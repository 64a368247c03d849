//! Runs one file through create record -> upload bytes -> process.

use std::sync::Arc;

use async_trait::async_trait;
use common::{data::DocumentStatus, payloads::UpdateDocumentPayload};
use log::{debug, warn};
use tokio::{select, sync::watch};

use crate::{
    api::{DocumentBackend, ProgressSink},
    error::{ClientError, ClientResult},
    validate::ValidFile,
};

pub const PROCESSING_FAILED: &str = "Document processing failed";

/// A single mutation of a tracked entry.
#[derive(Clone, Debug, PartialEq, Eq)]
pub enum EntryChange {
    DocumentId(String),
    Progress(u8),
    Status(DocumentStatus, Option<String>),
}

/// Receives the driver's state changes. The controller implements this to
/// update its entry list and persist the session after each change.
#[async_trait]
pub trait EntrySink: Send + Sync {
    async fn apply(&self, entry_id: &str, change: EntryChange);
}

#[derive(Clone, Debug)]
pub struct UploadJob {
    pub entry_id: String,
    pub file: ValidFile,
}

pub struct UploadDriver<B: ?Sized> {
    backend: Arc<B>,
    owner_id: String,
}

impl<B: DocumentBackend + ?Sized> UploadDriver<B> {
    pub fn new(backend: Arc<B>, owner_id: String) -> Self {
        Self { backend, owner_id }
    }

    /// Drives the job to a terminal state and returns it. Never fails: every
    /// error ends up on the entry, and on the record when one exists.
    pub async fn run<S: EntrySink + ?Sized>(&self, job: &UploadJob, sink: &S) -> DocumentStatus {
        let id = job.entry_id.as_str();
        let record = self
            .backend
            .create_document(&self.owner_id, &job.file.name, &job.file.file_type, job.file.size)
            .await;
        let document_id = match record {
            Ok(record) => record.id,
            Err(e) => {
                debug!("entry {id}: could not create record: {e}");
                self.fail(id, None, e.to_string(), sink).await;
                return DocumentStatus::Error;
            }
        };
        debug!("entry {id}: record {document_id} created");
        sink.apply(id, EntryChange::DocumentId(document_id.clone())).await;

        match self.stages(job, &document_id, sink).await {
            Ok(status) => status,
            Err(e) => {
                self.fail(id, Some(&document_id), e.to_string(), sink).await;
                DocumentStatus::Error
            }
        }
    }

    async fn stages<S: EntrySink + ?Sized>(
        &self,
        job: &UploadJob,
        document_id: &str,
        sink: &S,
    ) -> ClientResult<DocumentStatus> {
        let id = job.entry_id.as_str();
        let path = self.upload_with_progress(job, sink).await?;
        sink.apply(id, EntryChange::Progress(100)).await;

        self.backend
            .update_document(
                document_id,
                UpdateDocumentPayload {
                    status: Some(DocumentStatus::Processing),
                    file_path: Some(path.clone()),
                    ..Default::default()
                },
            )
            .await?;
        sink.apply(id, EntryChange::Status(DocumentStatus::Processing, None))
            .await;
        debug!("entry {id}: stored at {path}, processing");

        let outcome = self
            .backend
            .process_document(document_id, &path, &self.owner_id)
            .await?;
        if !outcome.success {
            return Err(ClientError::Api(
                outcome.error.unwrap_or_else(|| PROCESSING_FAILED.to_string()),
            ));
        }

        if let Err(e) = self
            .backend
            .update_document(document_id, UpdateDocumentPayload::status(DocumentStatus::Completed))
            .await
        {
            warn!("entry {id}: processed, but marking record {document_id} completed failed: {e}");
        }
        sink.apply(id, EntryChange::Status(DocumentStatus::Completed, None))
            .await;
        debug!("entry {id}: completed");
        Ok(DocumentStatus::Completed)
    }

    /// Uploads the bytes, forwarding percentages to the sink as they rise.
    /// Stays below 100 until the backend confirms the object is stored.
    async fn upload_with_progress<S: EntrySink + ?Sized>(
        &self,
        job: &UploadJob,
        sink: &S,
    ) -> ClientResult<String> {
        let (sender, mut receiver) = watch::channel(0u64);
        let progress: ProgressSink = Arc::new(move |sent| {
            sender.send_replace(sent);
        });
        let upload = self
            .backend
            .upload_bytes(&job.file.path, &self.owner_id, &job.file.name, progress);
        tokio::pin!(upload);

        let total = job.file.size.max(1);
        let mut last = 0u8;
        loop {
            select! {
                res = &mut upload => return res,
                Ok(()) = receiver.changed() => {
                    let sent = *receiver.borrow_and_update();
                    let pct = (sent.saturating_mul(100) / total).min(99) as u8;
                    if pct > last {
                        last = pct;
                        sink.apply(&job.entry_id, EntryChange::Progress(pct)).await;
                    }
                }
            }
        }
    }

    async fn fail<S: EntrySink + ?Sized>(
        &self,
        entry_id: &str,
        document_id: Option<&str>,
        message: String,
        sink: &S,
    ) {
        if let Some(document_id) = document_id {
            if let Err(e) = self
                .backend
                .update_document(document_id, UpdateDocumentPayload::error(message.clone()))
                .await
            {
                warn!("entry {entry_id}: could not mark record {document_id} as failed: {e}");
            }
        }
        sink.apply(entry_id, EntryChange::Status(DocumentStatus::Error, Some(message)))
            .await;
    }
}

----------

Without altering a single word, set down all the entries again.

▸ Answer
repository 64a368247c03d849
//! Runs one file through create record -> upload bytes -> process.

use std::sync::Arc;

use async_trait::async_trait;
use common::{data::DocumentStatus, payloads::UpdateDocumentPayload};
use log::{debug, warn};
use tokio::{select, sync::watch};

use crate::{
    api::{DocumentBackend, ProgressSink},
    error::{ClientError, ClientResult},
    validate::ValidFile,
};

pub const PROCESSING_FAILED: &str = "Document processing failed";

/// A single mutation of a tracked entry.
#[derive(Clone, Debug, PartialEq, Eq)]
pub enum EntryChange {
    DocumentId(String),
    Progress(u8),
    Status(DocumentStatus, Option<String>),
}

/// Receives the driver's state changes. The controller implements this to
/// update its entry list and persist the session after each change.
#[async_trait]
pub trait EntrySink: Send + Sync {
    async fn apply(&self, entry_id: &str, change: EntryChange);
}

#[derive(Clone, Debug)]
pub struct UploadJob {
    pub entry_id: String,
    pub file: ValidFile,
}

pub struct UploadDriver<B: ?Sized> {
    backend: Arc<B>,
    owner_id: String,
}

impl<B: DocumentBackend + ?Sized> UploadDriver<B> {
    pub fn new(backend: Arc<B>, owner_id: String) -> Self {
        Self { backend, owner_id }
    }

    /// Drives the job to a terminal state and returns it. Never fails: every
    /// error ends up on the entry, and on the record when one exists.
    pub async fn run<S: EntrySink + ?Sized>(&self, job: &UploadJob, sink: &S) -> DocumentStatus {
        let id = job.entry_id.as_str();
        let record = self
            .backend
            .create_document(&self.owner_id, &job.file.name, &job.file.file_type, job.file.size)
            .await;
        let document_id = match record {
            Ok(record) => record.id,
            Err(e) => {
                debug!("entry {id}: could not create record: {e}");
                self.fail(id, None, e.to_string(), sink).await;
                return DocumentStatus::Error;
            }
        };
        debug!("entry {id}: record {document_id} created");
        sink.apply(id, EntryChange::DocumentId(document_id.clone())).await;

        match self.stages(job, &document_id, sink).await {
            Ok(status) => status,
            Err(e) => {
                self.fail(id, Some(&document_id), e.to_string(), sink).await;
                DocumentStatus::Error
            }
        }
    }

    async fn stages<S: EntrySink + ?Sized>(
        &self,
        job: &UploadJob,
        document_id: &str,
        sink: &S,
    ) -> ClientResult<DocumentStatus> {
        let id = job.entry_id.as_str();
        let path = self.upload_with_progress(job, sink).await?;
        sink.apply(id, EntryChange::Progress(100)).await;

        self.backend
            .update_document(
                document_id,
                UpdateDocumentPayload {
                    status: Some(DocumentStatus::Processing),
                    file_path: Some(path.clone()),
                    ..Default::default()
                },
            )
            .await?;
        sink.apply(id, EntryChange::Status(DocumentStatus::Processing, None))
            .await;
        debug!("entry {id}: stored at {path}, processing");

        let outcome = self
            .backend
            .process_document(document_id, &path, &self.owner_id)
            .await?;
        if !outcome.success {
            return Err(ClientError::Api(
                outcome.error.unwrap_or_else(|| PROCESSING_FAILED.to_string()),
            ));
        }

        if let Err(e) = self
            .backend
            .update_document(document_id, UpdateDocumentPayload::status(DocumentStatus::Completed))
            .await
        {
            warn!("entry {id}: processed, but marking record {document_id} completed failed: {e}");
        }
        sink.apply(id, EntryChange::Status(DocumentStatus::Completed, None))
            .await;
        debug!("entry {id}: completed");
        Ok(DocumentStatus::Completed)
    }

    /// Uploads the bytes, forwarding percentages to the sink as they rise.
    /// Stays below 100 until the backend confirms the object is stored.
    async fn upload_with_progress<S: EntrySink + ?Sized>(
        &self,
        job: &UploadJob,
        sink: &S,
    ) -> ClientResult<String> {
        let (sender, mut receiver) = watch::channel(0u64);
        let progress: ProgressSink = Arc::new(move |sent| {
            sender.send_replace(sent);
        });
        let upload = self
            .backend
            .upload_bytes(&job.file.path, &self.owner_id, &job.file.name, progress);
        tokio::pin!(upload);

        let total = job.file.size.max(1);
        let mut last = 0u8;
        loop {
            select! {
                res = &mut upload => return res,
                Ok(()) = receiver.changed() => {
                    let sent = *receiver.borrow_and_update();
                    let pct = (sent.saturating_mul(100) / total).min(99) as u8;
                    if pct > last {
                        last = pct;
                        sink.apply(&job.entry_id, EntryChange::Progress(pct)).await;
                    }
                }
            }
        }
    }

    async fn fail<S: EntrySink + ?Sized>(
        &self,
        entry_id: &str,
        document_id: Option<&str>,
        message: String,
        sink: &S,
    ) {
        if let Some(document_id) = document_id {
            if let Err(e) = self
                .backend
                .update_document(document_id, UpdateDocumentPayload::error(message.clone()))
                .await
            {
                warn!("entry {entry_id}: could not mark record {document_id} as failed: {e}");
            }
        }
        sink.apply(entry_id, EntryChange::Status(DocumentStatus::Error, Some(message)))
            .await;
    }
}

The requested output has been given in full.